Alright – so today we’ve got the honor of introducing you to Alexis Hunter. We think you’ll enjoy our conversation, we’ve shared it below.
Alright, Alexis thanks for taking the time to share your stories and insights with us today. What’s been the most meaningful project you’ve worked on?
I’ve been fortunate enough to have more than a few meaningful projects in my practice so far! Some highlights would definitely have to include my beloved Others project and most recently, INVASIVE SPECIES. Others is a social practice project documenting the faces and stories of 34 biracial individuals in central Texas. The publication includes portraits shot on 35mm film and each participant received a questionnaire style interview with questions pertaining to their social experience and racial identity as a biracial person. There is also an accompanying video work. Dialogue surrounding these subjects is something I see missing in fine art spaces and literature. This project highlights and celebrates the individuals that navigate the space between cultures and offers connection and togetherness to an otherwise isolating experience. I spent so much of my life feeling like I didn’t belong and it was fun to create a new community of others (!!!) that felt the same.

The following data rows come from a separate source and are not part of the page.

//! Grid module - the occupancy map the camera moves through
//!
//! The grid is an N x N matrix of tiles stored as a flat row-major vector.
//! Construction is the only checked boundary in the renderer: a grid is
//! square and its border is walls, or it does not exist. The ray marcher
//! relies on the enclosed border to guarantee that every ray cast from
//! inside the map terminates on a wall.
//!
//! Coordinates: (row, col) where row grows downward (+Y in world units) and
//! col grows rightward (+X).

use std::fmt;
use std::str::FromStr;

use serde::{Deserialize, Serialize};

use crate::types::MAP_SIZE;

/// The built-in map: `#` is a wall, space is empty.
pub const DEFAULT_MAP: [&str; MAP_SIZE] = [
    "########",
    "# #    #",
    "# #  ###",
    "#      #",
    "##     #",
    "#  ### #",
    "#   #  #",
    "########",
];

/// A single map cell.
#[derive(Debug, Clone, Copy, PartialEq, Eq, Hash, Serialize, Deserialize)]
pub enum Tile {
    Wall,
    Empty,
}

impl Tile {
    pub fn from_char(ch: char) -> Option<Self> {
        match ch {
            '#' => Some(Tile::Wall),
            ' ' => Some(Tile::Empty),
            _ => None,
        }
    }

    pub fn as_char(self) -> char {
        match self {
            Tile::Wall => '#',
            Tile::Empty => ' ',
        }
    }

    pub fn is_wall(self) -> bool {
        self == Tile::Wall
    }
}

/// Why a map was rejected.
#[derive(Debug, Clone, Copy, PartialEq, Eq)]
pub enum GridError {
    /// No rows at all.
    Empty,
    /// A row's length differs from the number of rows.
    NotSquare { row: usize, len: usize, side: usize },
    /// A character other than `#` or space.
    UnknownTile { row: usize, col: usize, ch: char },
    /// A border cell is not a wall.
    NotEnclosed { row: usize, col: usize },
}

impl GridError {
    pub fn code(self) -> &'static str {
        match self {
            GridError::Empty => "empty_map",
            GridError::NotSquare { .. } => "not_square",
            GridError::UnknownTile { .. } => "unknown_tile",
            GridError::NotEnclosed { .. } => "not_enclosed",
        }
    }
}

impl fmt::Display for GridError {
    fn fmt(&self, f: &mut fmt::Formatter<'_>) -> fmt::Result {
        match *self {
            GridError::Empty => write!(f, "map has no rows"),
            GridError::NotSquare { row, len, side } => write!(
                f,
                "row {} has {} cells but the map has {} rows (maps must be square)",
                row, len, side
            ),
            GridError::UnknownTile { row, col, ch } => {
                write!(f, "unknown tile {:?} at row {}, col {}", ch, row, col)
            }
            GridError::NotEnclosed { row, col } => write!(
                f,
                "border cell at row {}, col {} is not a wall (maps must be fully enclosed)",
                row, col
            ),
        }
    }
}

impl std::error::Error for GridError {}

/// Square, wall-enclosed occupancy grid.
#[derive(Debug, Clone, PartialEq, Eq, Serialize, Deserialize)]
#[serde(try_from = "Vec<String>", into = "Vec<String>")]
pub struct Grid {
    side: usize,
    /// Row-major tiles (row * side + col).
    tiles: Vec<Tile>,
}

impl Grid {
    /// Build a grid from row strings, validating shape and enclosure.
    pub fn from_rows<S: AsRef<str>>(rows: &[S]) -> Result<Self, GridError> {
        let side = rows.len();
        if side == 0 {
            return Err(GridError::Empty);
        }

        let mut tiles = Vec::with_capacity(side * side);
        for (row, line) in rows.iter().enumerate() {
            let line = line.as_ref();
            let len = line.chars().count();
            if len != side {
                return Err(GridError::NotSquare { row, len, side });
            }
            for (col, ch) in line.chars().enumerate() {
                let tile = Tile::from_char(ch).ok_or(GridError::UnknownTile { row, col, ch })?;
                tiles.push(tile);
            }
        }

        let grid = Self { side, tiles };
        grid.check_enclosed()?;
        Ok(grid)
    }

    /// The built-in 8x8 map.
    pub fn builtin() -> Self {
        // DEFAULT_MAP is covered by `builtin_map_is_valid`.
        Self::from_rows(&DEFAULT_MAP).unwrap_or_else(|e| unreachable!("built-in map: {}", e))
    }

    fn check_enclosed(&self) -> Result<(), GridError> {
        let last = self.side - 1;
        for i in 0..self.side {
            for (row, col) in [(0, i), (last, i), (i, 0), (i, last)] {
                if !self.tiles[self.index(row, col)].is_wall() {
                    return Err(GridError::NotEnclosed { row, col });
                }
            }
        }
        Ok(())
    }

    #[inline(always)]
    fn index(&self, row: usize, col: usize) -> usize {
        row * self.side + col
    }

    /// Number of rows (and columns).
    pub fn side(&self) -> usize {
        self.side
    }

    /// Tile at (row, col), or None out of bounds.
    pub fn get(&self, row: usize, col: usize) -> Option<Tile> {
        if row >= self.side || col >= self.side {
            return None;
        }
        Some(self.tiles[self.index(row, col)])
    }

    /// Signed lookup used by the ray marcher; negative indices are out of bounds.
    #[inline]
    pub fn is_wall(&self, row: i64, col: i64) -> bool {
        if row < 0 || col < 0 {
            return false;
        }
        matches!(self.get(row as usize, col as usize), Some(Tile::Wall))
    }

    /// Iterate `(row, col, tile)` in row-major order.
    pub fn iter(&self) -> impl Iterator<Item = (usize, usize, Tile)> + '_ {
        self.tiles
            .iter()
            .enumerate()
            .map(move |(i, &tile)| (i / self.side, i % self.side, tile))
    }

    pub fn rows(&self) -> Vec<String> {
        self.tiles
            .chunks(self.side)
            .map(|row| row.iter().map(|t| t.as_char()).collect())
            .collect()
    }
}

impl Default for Grid {
    fn default() -> Self {
        Self::builtin()
    }
}

impl FromStr for Grid {
    type Err = GridError;

    /// Parse the plain text map format: one row per line, trailing `\r`
    /// stripped, blank trailing lines ignored.
    fn from_str(s: &str) -> Result<Self, Self::Err> {
        let mut rows: Vec<&str> = s.lines().map(|l| l.trim_end_matches('\r')).collect();
        while rows.last().is_some_and(|l| l.is_empty()) {
            rows.pop();
        }
        Self::from_rows(&rows)
    }
}

impl TryFrom<Vec<String>> for Grid {
    type Error = GridError;

    fn try_from(rows: Vec<String>) -> Result<Self, Self::Error> {
        Self::from_rows(&rows)
    }
}

impl From<Grid> for Vec<String> {
    fn from(grid: Grid) -> Self {
        grid.rows()
    }
}

#[cfg(test)]
mod tests {
    use super::*;

    #[test]
    fn builtin_map_is_valid() {
        let grid = Grid::from_rows(&DEFAULT_MAP).unwrap();
        assert_eq!(grid.side(), MAP_SIZE);
        assert_eq!(grid.get(1, 2), Some(Tile::Wall));
        assert_eq!(grid.get(1, 1), Some(Tile::Empty));
        assert_eq!(grid.get(8, 0), None);
    }

    #[test]
    fn rejects_open_border() {
        let err = Grid::from_rows(&["###", "  #", "###"]).unwrap_err();
        assert_eq!(err, GridError::NotEnclosed { row: 1, col: 0 });
        assert_eq!(err.code(), "not_enclosed");
    }

    #[test]
    fn rejects_non_square() {
        let err = Grid::from_rows(&["###", "# #"]).unwrap_err();
        assert_eq!(err, GridError::NotSquare { row: 0, len: 3, side: 2 });
    }

    #[test]
    fn rejects_unknown_tiles() {
        let err = Grid::from_rows(&["###", "#x#", "###"]).unwrap_err();
        assert_eq!(err, GridError::UnknownTile { row: 1, col: 1, ch: 'x' });
    }

    #[test]
    fn rejects_empty() {
        let rows: [&str; 0] = [];
        assert_eq!(Grid::from_rows(&rows), Err(GridError::Empty));
    }

    #[test]
    fn parses_text_with_crlf_and_trailing_blank_lines() {
        let grid: Grid = "###\r\n# #\r\n###\r\n\r\n".parse().unwrap();
        assert_eq!(grid.side(), 3);
        assert_eq!(grid.get(1, 1), Some(Tile::Empty));
    }

    #[test]
    fn signed_lookup_treats_negative_as_open() {
        let grid = Grid::builtin();
        assert!(!grid.is_wall(-1, 0));
        assert!(!grid.is_wall(0, -1));
        assert!(grid.is_wall(0, 0));
        assert!(!grid.is_wall(0, 8));
    }

    #[test]
    fn serde_validates_on_deserialize() {
        let json = serde_json::to_string(&Grid::builtin()).unwrap();
        let back: Grid = serde_json::from_str(&json).unwrap();
        assert_eq!(back, Grid::builtin());

        let open = serde_json::to_string(&["###", "#  ", "###"]).unwrap();
        assert!(serde_json::from_str::<Grid>(&open).is_err());
    }
}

Pretty much all of the participants I interviewed had never had a conversation like that much less with a fellow biracial person. It was a very fulfilling project and I’m looking forward to continuing this series.
INVASIVE SPECIES is my most recent project and my first ever curatorial endeavor! Currently exhibiting at the ICOSA Collective Gallery, INVASIVE SPECIES is a group exhibition curated by myself and Jacqueline Overby, featuring thirteen women-identifying artists examining womanhood in a multi-generational habitat of male-ordained moral, sexual, and spiritual repression and exploitation. Each artist has her own unique perspective and biome of references. Whether it’s religious trauma, generational trauma, sexual trauma, or revenge, INVASIVE SPECIES is an opportunity to explore these painful themes from many perspectives like that of a fat woman, a trans woman, a Black woman, a formerly incarcerated woman, a mother.
Check out more stuff about the Others project and INVASIVE SPECIES at @others_project_ and @invasive_species_atx on Instagram!![]()
As always, we appreciate you sharing your insights and we’ve got a few more questions for you, but before we get to all of that can you take a minute to introduce yourself and give our readers some of your back background and context?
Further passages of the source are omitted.